» **Material shown**
• • • •

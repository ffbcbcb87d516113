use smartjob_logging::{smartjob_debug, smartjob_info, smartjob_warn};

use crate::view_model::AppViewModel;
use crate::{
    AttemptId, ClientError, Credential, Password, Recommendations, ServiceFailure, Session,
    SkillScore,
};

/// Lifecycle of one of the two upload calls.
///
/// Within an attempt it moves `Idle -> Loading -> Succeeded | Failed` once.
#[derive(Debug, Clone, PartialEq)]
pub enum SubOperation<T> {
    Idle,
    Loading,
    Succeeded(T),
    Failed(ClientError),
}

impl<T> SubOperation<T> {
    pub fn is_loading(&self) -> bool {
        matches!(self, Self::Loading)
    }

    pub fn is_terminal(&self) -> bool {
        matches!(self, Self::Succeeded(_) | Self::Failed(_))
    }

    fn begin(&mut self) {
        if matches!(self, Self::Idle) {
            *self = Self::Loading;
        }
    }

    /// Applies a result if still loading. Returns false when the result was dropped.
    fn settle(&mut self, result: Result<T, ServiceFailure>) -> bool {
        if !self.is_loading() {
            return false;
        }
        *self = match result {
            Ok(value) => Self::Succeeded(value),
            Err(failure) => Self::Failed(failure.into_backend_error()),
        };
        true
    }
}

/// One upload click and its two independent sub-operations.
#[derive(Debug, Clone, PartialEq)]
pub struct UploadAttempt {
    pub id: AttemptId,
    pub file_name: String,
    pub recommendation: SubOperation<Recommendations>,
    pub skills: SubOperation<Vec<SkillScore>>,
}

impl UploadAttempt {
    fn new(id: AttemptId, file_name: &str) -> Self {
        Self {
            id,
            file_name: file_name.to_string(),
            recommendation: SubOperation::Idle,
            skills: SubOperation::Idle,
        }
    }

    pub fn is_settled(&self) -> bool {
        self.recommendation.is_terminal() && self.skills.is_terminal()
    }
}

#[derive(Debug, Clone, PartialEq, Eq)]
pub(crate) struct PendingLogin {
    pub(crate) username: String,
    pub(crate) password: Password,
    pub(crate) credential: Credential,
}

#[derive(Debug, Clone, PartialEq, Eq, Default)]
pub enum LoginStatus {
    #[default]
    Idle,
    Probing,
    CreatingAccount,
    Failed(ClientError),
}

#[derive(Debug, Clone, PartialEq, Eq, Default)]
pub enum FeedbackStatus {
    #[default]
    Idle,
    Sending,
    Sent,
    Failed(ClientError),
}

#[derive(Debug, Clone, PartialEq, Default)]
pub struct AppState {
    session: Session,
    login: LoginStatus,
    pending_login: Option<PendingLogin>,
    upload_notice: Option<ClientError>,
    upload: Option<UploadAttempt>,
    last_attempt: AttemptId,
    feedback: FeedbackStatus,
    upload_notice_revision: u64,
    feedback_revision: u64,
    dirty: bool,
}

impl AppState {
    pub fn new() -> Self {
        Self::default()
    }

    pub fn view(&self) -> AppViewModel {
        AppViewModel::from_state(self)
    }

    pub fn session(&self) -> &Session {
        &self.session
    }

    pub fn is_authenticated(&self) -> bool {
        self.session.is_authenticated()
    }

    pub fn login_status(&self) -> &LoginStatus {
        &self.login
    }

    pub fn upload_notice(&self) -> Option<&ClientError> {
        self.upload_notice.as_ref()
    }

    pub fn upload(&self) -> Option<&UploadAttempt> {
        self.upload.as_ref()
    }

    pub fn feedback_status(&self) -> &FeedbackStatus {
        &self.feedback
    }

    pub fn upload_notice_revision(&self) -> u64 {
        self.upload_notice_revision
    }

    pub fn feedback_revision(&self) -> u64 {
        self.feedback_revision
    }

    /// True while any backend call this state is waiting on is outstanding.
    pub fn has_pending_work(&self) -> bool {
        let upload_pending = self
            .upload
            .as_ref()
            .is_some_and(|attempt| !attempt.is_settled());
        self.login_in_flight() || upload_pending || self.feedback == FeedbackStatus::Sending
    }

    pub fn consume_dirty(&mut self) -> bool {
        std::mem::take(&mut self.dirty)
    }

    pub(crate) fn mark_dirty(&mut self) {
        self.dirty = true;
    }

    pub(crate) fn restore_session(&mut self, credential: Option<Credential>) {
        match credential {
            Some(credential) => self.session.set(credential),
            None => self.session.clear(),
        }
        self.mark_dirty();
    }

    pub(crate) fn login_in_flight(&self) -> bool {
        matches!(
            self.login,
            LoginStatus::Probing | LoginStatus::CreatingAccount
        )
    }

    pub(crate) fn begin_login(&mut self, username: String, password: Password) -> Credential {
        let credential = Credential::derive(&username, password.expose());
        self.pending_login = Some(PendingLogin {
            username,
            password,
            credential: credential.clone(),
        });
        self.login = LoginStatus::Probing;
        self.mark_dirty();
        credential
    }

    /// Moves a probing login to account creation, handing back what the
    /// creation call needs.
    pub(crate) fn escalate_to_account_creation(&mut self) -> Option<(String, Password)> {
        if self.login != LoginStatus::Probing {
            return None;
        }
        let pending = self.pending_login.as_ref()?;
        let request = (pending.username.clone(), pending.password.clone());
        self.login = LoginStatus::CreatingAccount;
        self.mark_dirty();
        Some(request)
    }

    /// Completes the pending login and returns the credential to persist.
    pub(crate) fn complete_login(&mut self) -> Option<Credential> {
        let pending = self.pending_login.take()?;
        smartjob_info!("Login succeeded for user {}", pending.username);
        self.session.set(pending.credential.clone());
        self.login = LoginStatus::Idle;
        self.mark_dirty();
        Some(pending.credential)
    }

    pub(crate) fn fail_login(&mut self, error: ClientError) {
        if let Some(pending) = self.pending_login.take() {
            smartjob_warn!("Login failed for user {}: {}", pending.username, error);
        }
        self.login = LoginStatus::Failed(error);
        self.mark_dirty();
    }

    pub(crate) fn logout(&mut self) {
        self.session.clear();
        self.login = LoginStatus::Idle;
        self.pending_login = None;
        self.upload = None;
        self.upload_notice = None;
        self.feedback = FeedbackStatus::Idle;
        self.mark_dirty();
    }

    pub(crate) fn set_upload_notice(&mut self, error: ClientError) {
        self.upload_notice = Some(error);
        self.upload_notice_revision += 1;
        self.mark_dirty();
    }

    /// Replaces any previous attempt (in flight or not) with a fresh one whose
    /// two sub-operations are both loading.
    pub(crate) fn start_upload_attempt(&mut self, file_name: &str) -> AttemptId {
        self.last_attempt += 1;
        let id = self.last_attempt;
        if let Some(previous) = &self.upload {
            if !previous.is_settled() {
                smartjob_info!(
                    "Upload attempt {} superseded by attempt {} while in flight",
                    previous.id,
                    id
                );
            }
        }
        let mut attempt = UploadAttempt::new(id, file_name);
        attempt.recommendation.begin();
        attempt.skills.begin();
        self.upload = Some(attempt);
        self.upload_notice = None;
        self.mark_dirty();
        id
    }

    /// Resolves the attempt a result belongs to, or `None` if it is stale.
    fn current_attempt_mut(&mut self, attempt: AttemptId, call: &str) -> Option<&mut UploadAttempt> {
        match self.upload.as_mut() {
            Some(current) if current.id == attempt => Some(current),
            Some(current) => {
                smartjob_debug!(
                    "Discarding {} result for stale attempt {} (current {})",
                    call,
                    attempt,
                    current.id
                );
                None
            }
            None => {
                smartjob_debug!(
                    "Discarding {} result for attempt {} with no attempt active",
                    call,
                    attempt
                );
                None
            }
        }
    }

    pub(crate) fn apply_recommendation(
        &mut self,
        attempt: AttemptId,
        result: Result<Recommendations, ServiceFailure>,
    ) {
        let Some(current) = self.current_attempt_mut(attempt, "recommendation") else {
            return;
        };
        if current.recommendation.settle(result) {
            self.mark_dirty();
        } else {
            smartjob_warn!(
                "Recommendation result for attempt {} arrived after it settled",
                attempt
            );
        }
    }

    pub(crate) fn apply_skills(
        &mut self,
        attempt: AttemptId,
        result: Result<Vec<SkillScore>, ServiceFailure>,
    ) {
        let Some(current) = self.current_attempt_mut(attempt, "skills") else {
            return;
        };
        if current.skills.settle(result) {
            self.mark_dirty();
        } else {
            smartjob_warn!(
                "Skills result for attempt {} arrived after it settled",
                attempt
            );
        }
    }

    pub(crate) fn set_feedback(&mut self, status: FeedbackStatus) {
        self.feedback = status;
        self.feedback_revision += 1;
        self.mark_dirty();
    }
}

• • • •

» **Exercise brief**
For this exercise, repeat exactly the lines of the data above from the one with "pub(crate) fn complete_login(&mut" down to the one with "pub(crate) fn start_upload_attempt(&mut", both end lines included.

» **Answer section**
    pub(crate) fn complete_login(&mut self) -> Option<Credential> {
        let pending = self.pending_login.take()?;
        smartjob_info!("Login succeeded for user {}", pending.username);
        self.session.set(pending.credential.clone());
        self.login = LoginStatus::Idle;
        self.mark_dirty();
        Some(pending.credential)
    }

    pub(crate) fn fail_login(&mut self, error: ClientError) {
        if let Some(pending) = self.pending_login.take() {
            smartjob_warn!("Login failed for user {}: {}", pending.username, error);
        }
        self.login = LoginStatus::Failed(error);
        self.mark_dirty();
    }

    pub(crate) fn logout(&mut self) {
        self.session.clear();
        self.login = LoginStatus::Idle;
        self.pending_login = None;
        self.upload = None;
        self.upload_notice = None;
        self.feedback = FeedbackStatus::Idle;
        self.mark_dirty();
    }

    pub(crate) fn set_upload_notice(&mut self, error: ClientError) {
        self.upload_notice = Some(error);
        self.upload_notice_revision += 1;
        self.mark_dirty();
    }

    /// Replaces any previous attempt (in flight or not) with a fresh one whose
    /// two sub-operations are both loading.
    pub(crate) fn start_upload_attempt(&mut self, file_name: &str) -> AttemptId {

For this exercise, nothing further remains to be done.